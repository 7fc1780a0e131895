//! Bybit API Client for Cryptocurrency Market Data
//!
//! This module provides a reusable client for fetching historical and real-time
//! cryptocurrency data from Bybit exchange.
//!
//! # Examples
//!
//! ```no_run
//! use bybit_client::{BybitClient, Interval};
//! use chrono::{Utc, Duration};
//!
//! #[tokio::main]
//! async fn main() -> Result<(), Box<dyn std::error::Error>> {
//!     let client = BybitClient::new();
//!
//!     // Fetch 1-hour candles for BTC/USDT
//!     let end_time = Utc::now();
//!     let start_time = end_time - Duration::days(7);
//!
//!     let candles = client
//!         .get_klines("BTCUSDT", Interval::OneHour, start_time, end_time)
//!         .await?;
//!
//!     println!("Fetched {} candles", candles.len());
//!     Ok(())
//! }
//! ```

use anyhow::{Context, Result};
use chrono::{DateTime, Utc};
use reqwest::Client;
use serde::{Deserialize, Serialize};
use std::time::Duration as StdDuration;
use tokio::time::sleep;

/// Bybit API base URL for V5 API
const BYBIT_API_V5: &str = "https://api.bybit.com/v5";

/// Rate limit: Max requests per minute
const RATE_LIMIT_PER_MINUTE: u32 = 120;

/// Time interval for candlestick data
#[derive(Debug, Clone, Copy)]
pub enum Interval {
    OneMinute,
    ThreeMinutes,
    FiveMinutes,
    FifteenMinutes,
    ThirtyMinutes,
    OneHour,
    TwoHours,
    FourHours,
    SixHours,
    TwelveHours,
    OneDay,
    OneWeek,
    OneMonth,
}

impl Interval {
    /// Convert interval to Bybit API format
    pub fn as_str(&self) -> &'static str {
        match self {
            Interval::OneMinute => "1",
            Interval::ThreeMinutes => "3",
            Interval::FiveMinutes => "5",
            Interval::FifteenMinutes => "15",
            Interval::ThirtyMinutes => "30",
            Interval::OneHour => "60",
            Interval::TwoHours => "120",
            Interval::FourHours => "240",
            Interval::SixHours => "360",
            Interval::TwelveHours => "720",
            Interval::OneDay => "D",
            Interval::OneWeek => "W",
            Interval::OneMonth => "M",
        }
    }
}

/// Candlestick (OHLCV) data
#[derive(Debug, Clone, Serialize, Deserialize)]
pub struct Candle {
    /// Opening timestamp (milliseconds)
    pub timestamp: i64,
    /// Opening price
    pub open: f64,
    /// Highest price
    pub high: f64,
    /// Lowest price
    pub low: f64,
    /// Closing price
    pub close: f64,
    /// Trading volume
    pub volume: f64,
    /// Turnover (volume * price)
    pub turnover: f64,
}

/// Response from Bybit klines endpoint
#[derive(Debug, Deserialize)]
struct KlineResponse {
    #[serde(rename = "retCode")]
    ret_code: i32,
    #[serde(rename = "retMsg")]
    ret_msg: String,
    result: KlineResult,
}

#[derive(Debug, Deserialize)]
struct KlineResult {
    category: String,
    symbol: String,
    list: Vec<Vec<String>>,
}

/// Market ticker data
#[derive(Debug, Clone, Serialize, Deserialize)]
pub struct Ticker {
    pub symbol: String,
    pub last_price: f64,
    pub bid_price: f64,
    pub ask_price: f64,
    pub volume_24h: f64,
    pub price_change_percent_24h: f64,
}

/// Bybit API client
pub struct BybitClient {
    client: Client,
    rate_limiter: RateLimiter,
}

impl BybitClient {
    /// Create a new Bybit client
    pub fn new() -> Self {
        Self {
            client: Client::builder()
                .timeout(StdDuration::from_secs(30))
                .build()
                .expect("Failed to create HTTP client"),
            rate_limiter: RateLimiter::new(RATE_LIMIT_PER_MINUTE),
        }
    }

    /// Fetch historical candlestick data
    ///
    /// # Arguments
    /// * `symbol` - Trading pair (e.g., "BTCUSDT")
    /// * `interval` - Time interval for candles
    /// * `start_time` - Start of time range
    /// * `end_time` - End of time range
    ///
    /// # Returns
    /// Vector of candles sorted by timestamp (oldest first)
    pub async fn get_klines(
        &self,
        symbol: &str,
        interval: Interval,
        start_time: DateTime<Utc>,
        end_time: DateTime<Utc>,
    ) -> Result<Vec<Candle>> {
        let mut all_candles = Vec::new();
        let mut current_start = start_time;

        // Bybit returns max 1000 candles per request
        let max_candles_per_request = 1000;

        while current_start < end_time {
            // Rate limiting
            self.rate_limiter.wait_if_needed().await;

            let url = format!(
                "{}/market/kline?category=spot&symbol={}&interval={}&start={}&end={}&limit={}",
                BYBIT_API_V5,
                symbol,
                interval.as_str(),
                current_start.timestamp_millis(),
                end_time.timestamp_millis(),
                max_candles_per_request
            );

            let response = self
                .client
                .get(&url)
                .send()
                .await
                .context("Failed to send request to Bybit")?;

            let kline_response: KlineResponse = response
                .json()
                .await
                .context("Failed to parse Bybit response")?;

            if kline_response.ret_code != 0 {
                anyhow::bail!(
                    "Bybit API error: {} (code: {})",
                    kline_response.ret_msg,
                    kline_response.ret_code
                );
            }

            if kline_response.result.list.is_empty() {
                break;
            }

            // Parse candles
            for kline in &kline_response.result.list {
                if kline.len() < 7 {
                    continue;
                }

                let candle = Candle {
                    timestamp: kline[0].parse()?,
                    open: kline[1].parse()?,
                    high: kline[2].parse()?,
                    low: kline[3].parse()?,
                    close: kline[4].parse()?,
                    volume: kline[5].parse()?,
                    turnover: kline[6].parse()?,
                };

                all_candles.push(candle);
            }

            // Move to next batch
            if let Some(last_candle) = all_candles.last() {
                current_start = DateTime::from_timestamp_millis(last_candle.timestamp)
                    .context("Invalid timestamp")?;
                current_start = current_start + chrono::Duration::milliseconds(1);
            } else {
                break;
            }

            // Check if we've reached the end
            if kline_response.result.list.len() < max_candles_per_request {
                break;
            }
        }

        // Sort by timestamp (oldest first)
        all_candles.sort_by_key(|c| c.timestamp);

        Ok(all_candles)
    }

    /// Get current market ticker
    pub async fn get_ticker(&self, symbol: &str) -> Result<Ticker> {
        self.rate_limiter.wait_if_needed().await;

        let url = format!(
            "{}/market/tickers?category=spot&symbol={}",
            BYBIT_API_V5, symbol
        );

        let response = self.client.get(&url).send().await?;
        let json: serde_json::Value = response.json().await?;

        let ret_code = json["retCode"].as_i64().unwrap_or(-1);
        if ret_code != 0 {
            anyhow::bail!("Bybit API error: {}", json["retMsg"]);
        }

        let ticker_data = &json["result"]["list"][0];

        Ok(Ticker {
            symbol: ticker_data["symbol"]
                .as_str()
                .unwrap_or(symbol)
                .to_string(),
            last_price: ticker_data["lastPrice"]
                .as_str()
                .unwrap_or("0")
                .parse()?,
            bid_price: ticker_data["bid1Price"]
                .as_str()
                .unwrap_or("0")
                .parse()?,
            ask_price: ticker_data["ask1Price"]
                .as_str()
                .unwrap_or("0")
                .parse()?,
            volume_24h: ticker_data["volume24h"]
                .as_str()
                .unwrap_or("0")
                .parse()?,
            price_change_percent_24h: ticker_data["price24hPcnt"]
                .as_str()
                .unwrap_or("0")
                .parse()?,
        })
    }

    /// Get list of available symbols
    pub async fn get_symbols(&self) -> Result<Vec<String>> {
        self.rate_limiter.wait_if_needed().await;

        let url = format!("{}/market/instruments-info?category=spot", BYBIT_API_V5);

        let response = self.client.get(&url).send().await?;
        let json: serde_json::Value = response.json().await?;

        let ret_code = json["retCode"].as_i64().unwrap_or(-1);
        if ret_code != 0 {
            anyhow::bail!("Bybit API error: {}", json["retMsg"]);
        }

        let symbols: Vec<String> = json["result"]["list"]
            .as_array()
            .unwrap_or(&vec![])
            .iter()
            .filter_map(|item| item["symbol"].as_str().map(|s| s.to_string()))
            .collect();

        Ok(symbols)
    }
}

impl Default for BybitClient {
    fn default() -> Self {
        Self::new()
    }
}

/// Simple rate limiter
struct RateLimiter {
    requests_per_minute: u32,
    last_request: std::sync::Mutex<Option<std::time::Instant>>,
}

impl RateLimiter {
    fn new(requests_per_minute: u32) -> Self {
        Self {
            requests_per_minute,
            last_request: std::sync::Mutex::new(None),
        }
    }

    async fn wait_if_needed(&self) {
        let min_interval = StdDuration::from_secs(60) / self.requests_per_minute;

        let mut last = self.last_request.lock().unwrap();
        if let Some(last_time) = *last {
            let elapsed = last_time.elapsed();
            if elapsed < min_interval {
                let wait_time = min_interval - elapsed;
                drop(last); // Release lock before sleeping
                sleep(wait_time).await;
                let mut last = self.last_request.lock().unwrap();
                *last = Some(std::time::Instant::now());
            } else {
                *last = Some(std::time::Instant::now());
            }
        } else {
            *last = Some(std::time::Instant::now());
        }
    }
}
//! DataLoader for batching and iterating over in-memory image tensors
//!
//! Provides batching for GAN training with support for:
//! - Random shuffling (reshuffled every epoch)
//! - Drop last incomplete batch
//! - Owned epoch iterators that can cross thread boundaries

use candle_core::{Device, Tensor};
use rand::rngs::StdRng;
use rand::seq::SliceRandom;
use rand::SeedableRng;

use super::{Batch, DatasetSource};
use crate::error::{Error, Result};

/// DataLoader for iterating over batched samples held in a single tensor
pub struct DataLoader {
    /// Full dataset of shape (num_samples, channels, height, width)
    data: Tensor,
    /// Batch size
    batch_size: usize,
    /// Whether to shuffle data each epoch
    shuffle: bool,
    /// Whether to drop the last incomplete batch
    drop_last: bool,
    rng: StdRng,
}

impl DataLoader {
    /// Create a new DataLoader
    ///
    /// # Arguments
    ///
    /// * `data` - 4D tensor of shape (num_samples, channels, height, width)
    /// * `batch_size` - Number of samples per batch
    /// * `shuffle` - Whether to shuffle data each epoch
    /// * `drop_last` - Whether to drop incomplete final batch
    pub fn new(data: Tensor, batch_size: usize, shuffle: bool, drop_last: bool) -> Result<Self> {
        if data.rank() != 4 {
            return Err(Error::Config(format!(
                "DataLoader expects a rank-4 tensor, got shape {:?}",
                data.dims()
            )));
        }
        if batch_size == 0 {
            return Err(Error::Config("Batch size must be > 0".to_string()));
        }

        Ok(Self {
            data,
            batch_size,
            shuffle,
            drop_last,
            rng: StdRng::from_entropy(),
        })
    }

    /// Use a fixed seed for the per-epoch shuffle
    pub fn with_seed(mut self, seed: u64) -> Self {
        self.rng = StdRng::seed_from_u64(seed);
        self
    }

    /// Get total number of samples
    pub fn num_samples(&self) -> usize {
        self.data.dims()[0]
    }

    /// Get the device the samples live on
    pub fn device(&self) -> &Device {
        self.data.device()
    }

    /// Get the number of batches per epoch
    pub fn batches_per_epoch(&self) -> usize {
        let num_samples = self.num_samples();
        if self.drop_last {
            num_samples / self.batch_size
        } else {
            num_samples.div_ceil(self.batch_size)
        }
    }
}

impl DatasetSource for DataLoader {
    type Iter = EpochIter;

    fn iterate_epoch(&mut self) -> EpochIter {
        let mut indices: Vec<u32> = (0..self.num_samples() as u32).collect();
        if self.shuffle {
            indices.shuffle(&mut self.rng);
        }

        EpochIter {
            data: self.data.clone(),
            indices,
            batch_size: self.batch_size,
            drop_last: self.drop_last,
            position: 0,
        }
    }

    fn num_batches(&self) -> Option<usize> {
        Some(self.batches_per_epoch())
    }
}

/// One pass over a `DataLoader`
pub struct EpochIter {
    data: Tensor,
    indices: Vec<u32>,
    batch_size: usize,
    drop_last: bool,
    position: usize,
}

impl EpochIter {
    fn gather(&self, start: usize, end: usize) -> Result<Batch> {
        let ids = &self.indices[start..end];
        let ids = Tensor::from_slice(ids, ids.len(), self.data.device())?;
        Ok(self.data.index_select(&ids, 0)?)
    }
}

impl Iterator for EpochIter {
    type Item = Result<Batch>;

    fn next(&mut self) -> Option<Self::Item> {
        let start = self.position;
        if start >= self.indices.len() {
            return None;
        }

        let end = (start + self.batch_size).min(self.indices.len());
        if self.drop_last && end - start < self.batch_size {
            self.position = self.indices.len();
            return None;
        }

        self.position = end;
        Some(self.gather(start, end))
    }
}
● ● ● ● ● ● ●
» What needs to be done:
If a line in the material holds "lock", copy it.

» Answer area:
        let mut last = self.last_request.lock().unwrap();
                drop(last); // Release lock before sleeping
                let mut last = self.last_request.lock().unwrap();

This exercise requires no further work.